Go through the material under this sentence. Return every line holding "SuffixFormSequence".

= Beginning of Section =

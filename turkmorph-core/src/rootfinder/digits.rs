//! Numbers written with digits
//!
//! The surface stays the literal digits while harmony follows the spoken
//! number, so each root carries the reading as its lemma and takes its
//! phonetic attributes from it.

use super::{char_after, root_with_attributes, RootFinder};
use crate::error::Result;
use crate::lexicon::{Lexeme, LexemeAttribute, LexemeAttributes, PrimaryPos, Root, SecondaryPos};
use crate::numeral::digits_to_text;
use crate::phonetics::{calculate_phonetic_attributes, PhoneticsEngine, TurkishSequence};
use crate::suffix::{PlainApplier, SuffixFormSequence};
use regex::Regex;
use std::sync::Arc;

const APOSTROPHE: char = '\'';
const ORDINAL_MARK: char = '.';

fn is_numeral_char(c: char) -> bool {
    c.is_ascii_digit() || c == '.' || c == ','
}

fn numeral_root(partial: &str, reading: String, secondary: SecondaryPos) -> Arc<Root> {
    let attrs = calculate_phonetic_attributes(&reading, LexemeAttributes::empty());
    let lexeme = Lexeme::new(reading, partial, PrimaryPos::Numeral, Some(secondary));
    root_with_attributes(partial, lexeme, attrs)
}

/// Cardinal numbers: "12", "-3,5", "1.000.000"
#[derive(Debug, Clone)]
pub struct CardinalDigitsRootFinder {
    patterns: [Regex; 2],
}

impl CardinalDigitsRootFinder {
    /// Compile the cardinal patterns
    pub fn new() -> Result<Self> {
        Ok(Self {
            patterns: [
                Regex::new(r"^[-+]?[0-9]+(,[0-9])?[0-9]*$")?,
                Regex::new(r"^[-+]?([0-9]{1,3}\.)+[0-9]{3}(,[0-9])?[0-9]*$")?,
            ],
        })
    }
}

impl RootFinder for CardinalDigitsRootFinder {
    fn name(&self) -> &str {
        "cardinal_digits"
    }

    fn handles(&self, partial: &str, whole: &str) -> bool {
        if !partial.chars().next_back().is_some_and(is_numeral_char) {
            return false;
        }
        // "1.000" must not yield "1" or "1.0"
        if char_after(partial, whole).is_some_and(is_numeral_char) {
            return false;
        }
        // "3'ü" may only split right before its apostrophe
        let apostrophe = whole
            .rfind(APOSTROPHE)
            .map(|byte| whole[..byte].chars().count());
        if apostrophe.is_some_and(|index| index > 0 && index != partial.chars().count()) {
            return false;
        }
        self.patterns.iter().any(|pattern| pattern.is_match(partial))
    }

    fn find_roots(&self, partial: &str, _whole: &str) -> Vec<Arc<Root>> {
        match digits_to_text(partial) {
            Ok(reading) => vec![numeral_root(partial, reading, SecondaryPos::DigitsCardinal)],
            Err(err) => {
                tracing::debug!(partial, error = %err, "digits cannot be read");
                Vec::new()
            }
        }
    }
}

/// Ordinal numbers: "3.", "1.000."
#[derive(Debug)]
pub struct OrdinalDigitsRootFinder {
    patterns: [Regex; 2],
    engine: PhoneticsEngine,
    ordinal_form: SuffixFormSequence,
}

impl OrdinalDigitsRootFinder {
    /// Compile the ordinal patterns
    pub fn new() -> Result<Self> {
        Ok(Self {
            patterns: [
                Regex::new(r"^[-+]?[0-9]+\.$")?,
                Regex::new(r"^[-+]?([0-9]{1,3}\.)+[0-9]{3}\.$")?,
            ],
            engine: PhoneticsEngine::new(Arc::new(PlainApplier)),
            ordinal_form: SuffixFormSequence::new("+IncI"),
        })
    }

    /// "üç" → "üçüncü"; only "dört" voices its last letter
    fn ordinal_reading(&self, cardinal: &str, voicing_allowed: bool) -> Option<String> {
        let lexeme_attributes = if voicing_allowed {
            LexemeAttributes::empty()
        } else {
            LexemeAttributes::from([LexemeAttribute::NoVoicing])
        };
        let surface = TurkishSequence::new(cardinal);
        let attrs = calculate_phonetic_attributes(cardinal, LexemeAttributes::empty());
        let (surface, applied) =
            self.engine
                .apply(&surface, attrs, &self.ordinal_form, lexeme_attributes)?;
        Some(format!("{surface}{applied}"))
    }
}

impl RootFinder for OrdinalDigitsRootFinder {
    fn name(&self) -> &str {
        "ordinal_digits"
    }

    fn handles(&self, partial: &str, whole: &str) -> bool {
        if partial.chars().next_back() != Some(ORDINAL_MARK) {
            return false;
        }
        // only an apostrophe may follow: "1.'nin"
        if char_after(partial, whole).is_some_and(|next| next != APOSTROPHE) {
            return false;
        }
        self.patterns.iter().any(|pattern| pattern.is_match(partial))
    }

    fn find_roots(&self, partial: &str, _whole: &str) -> Vec<Arc<Root>> {
        let digits = partial.strip_suffix(ORDINAL_MARK).unwrap_or(partial);
        let reading = digits_to_text(digits)
            .map_err(|err| tracing::debug!(partial, error = %err, "digits cannot be read"))
            .ok()
            .and_then(|cardinal| self.ordinal_reading(&cardinal, digits.ends_with('4')));
        match reading {
            Some(reading) => vec![numeral_root(partial, reading, SecondaryPos::DigitsOrdinal)],
            None => Vec::new(),
        }
    }
}

/// Ranges: "3-5", "1.000-2.000"
#[derive(Debug, Clone)]
pub struct RangeDigitsRootFinder {
    pattern: Regex,
}

impl RangeDigitsRootFinder {
    /// Compile the range pattern
    pub fn new() -> Result<Self> {
        let number = r"(([0-9]{1,3}\.)+[0-9]{3}|[0-9]+)";
        let pattern = Regex::new(&format!("^{number}(-{number})*-{number}$"))?;
        Ok(Self { pattern })
    }
}

impl RootFinder for RangeDigitsRootFinder {
    fn name(&self) -> &str {
        "range_digits"
    }

    fn handles(&self, partial: &str, whole: &str) -> bool {
        if !partial.chars().next_back().is_some_and(|c| c.is_ascii_digit()) {
            return false;
        }
        if char_after(partial, whole).is_some_and(|next| next != APOSTROPHE && next != '.') {
            return false;
        }
        self.pattern.is_match(partial)
    }

    fn find_roots(&self, partial: &str, _whole: &str) -> Vec<Arc<Root>> {
        let readings: Result<Vec<String>> = partial.split('-').map(digits_to_text).collect();
        match readings {
            Ok(readings) => vec![numeral_root(partial, readings.join(" "), SecondaryPos::Range)],
            Err(err) => {
                tracing::debug!(partial, error = %err, "range cannot be read");
                Vec::new()
            }
        }
    }
}

#[cfg(test)]
mod tests {
    use super::*;
    use crate::phonetics::PhoneticAttribute;

    #[test]
    fn test_cardinal_handles_whole_numbers_only() {
        let finder = CardinalDigitsRootFinder::new().unwrap();
        assert!(finder.handles("12", "12"));
        assert!(finder.handles("12", "12'ye"));
        assert!(finder.handles("1.000", "1.000"));
        assert!(finder.handles("-3,5", "-3,5"));
        assert!(!finder.handles("1", "12"));
        assert!(!finder.handles("1", "1.000"));
        assert!(!finder.handles("1", "1'12'"));
        assert!(!finder.handles("ab", "ab"));
    }

    #[test]
    fn test_cardinal_splits_only_before_last_apostrophe() {
        let finder = CardinalDigitsRootFinder::new().unwrap();
        assert!(finder.handles("12", "12'ye"));
        assert!(finder.handles("3", "3'ü"));
        assert!(finder.handles("1.000", "1.000'i"));
        assert!(!finder.handles("1", "1'2'ye"));
        assert!(!finder.handles("12", "12'şü'ye"));
    }

    #[test]
    fn test_cardinal_lemma_is_the_reading() {
        let finder = CardinalDigitsRootFinder::new().unwrap();
        let roots = finder.find_roots("12", "12'ye");
        assert_eq!(roots.len(), 1);
        let root = &roots[0];
        assert_eq!(root.as_str(), "12");
        assert_eq!(root.lexeme.lemma, "on iki");
        assert_eq!(root.lexeme.lemma_root, "12");
        assert_eq!(root.lexeme.secondary_pos, Some(SecondaryPos::DigitsCardinal));
        assert!(root.phonetic_attributes.contains(PhoneticAttribute::LastVowelFrontal));
        assert!(root.phonetic_attributes.contains(PhoneticAttribute::LastLetterVowel));
    }

    #[test]
    fn test_ordinal_reading_and_voicing() {
        let finder = OrdinalDigitsRootFinder::new().unwrap();
        assert!(finder.handles("3.", "3."));
        assert!(finder.handles("3.", "3.'ü"));
        assert!(!finder.handles("3.", "3.5"));
        assert!(!finder.handles("3", "3."));

        assert_eq!(finder.find_roots("3.", "3.")[0].lexeme.lemma, "üçüncü");
        assert_eq!(finder.find_roots("4.", "4.")[0].lexeme.lemma, "dördüncü");
        assert_eq!(finder.find_roots("2.", "2.")[0].lexeme.lemma, "ikinci");
        assert_eq!(finder.find_roots("40.", "40.")[0].lexeme.lemma, "kırkıncı");
        assert_eq!(
            finder.find_roots("4.", "4.")[0].lexeme.secondary_pos,
            Some(SecondaryPos::DigitsOrdinal)
        );
    }

    #[test]
    fn test_range() {
        let finder = RangeDigitsRootFinder::new().unwrap();
        assert!(finder.handles("3-5", "3-5"));
        assert!(finder.handles("3-5", "3-5'e"));
        assert!(!finder.handles("3-5", "3-55"));
        assert!(!finder.handles("3", "3-5"));
        assert!(!finder.handles("35", "35"));

        let roots = finder.find_roots("3-5", "3-5");
        assert_eq!(roots[0].lexeme.lemma, "üç beş");
        assert_eq!(roots[0].lexeme.secondary_pos, Some(SecondaryPos::Range));
    }
}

= End of Section =

### RESPONSE TO THIS EXERCISE
use crate::suffix::{PlainApplier, SuffixFormSequence};
    ordinal_form: SuffixFormSequence,
            ordinal_form: SuffixFormSequence::new("+IncI"),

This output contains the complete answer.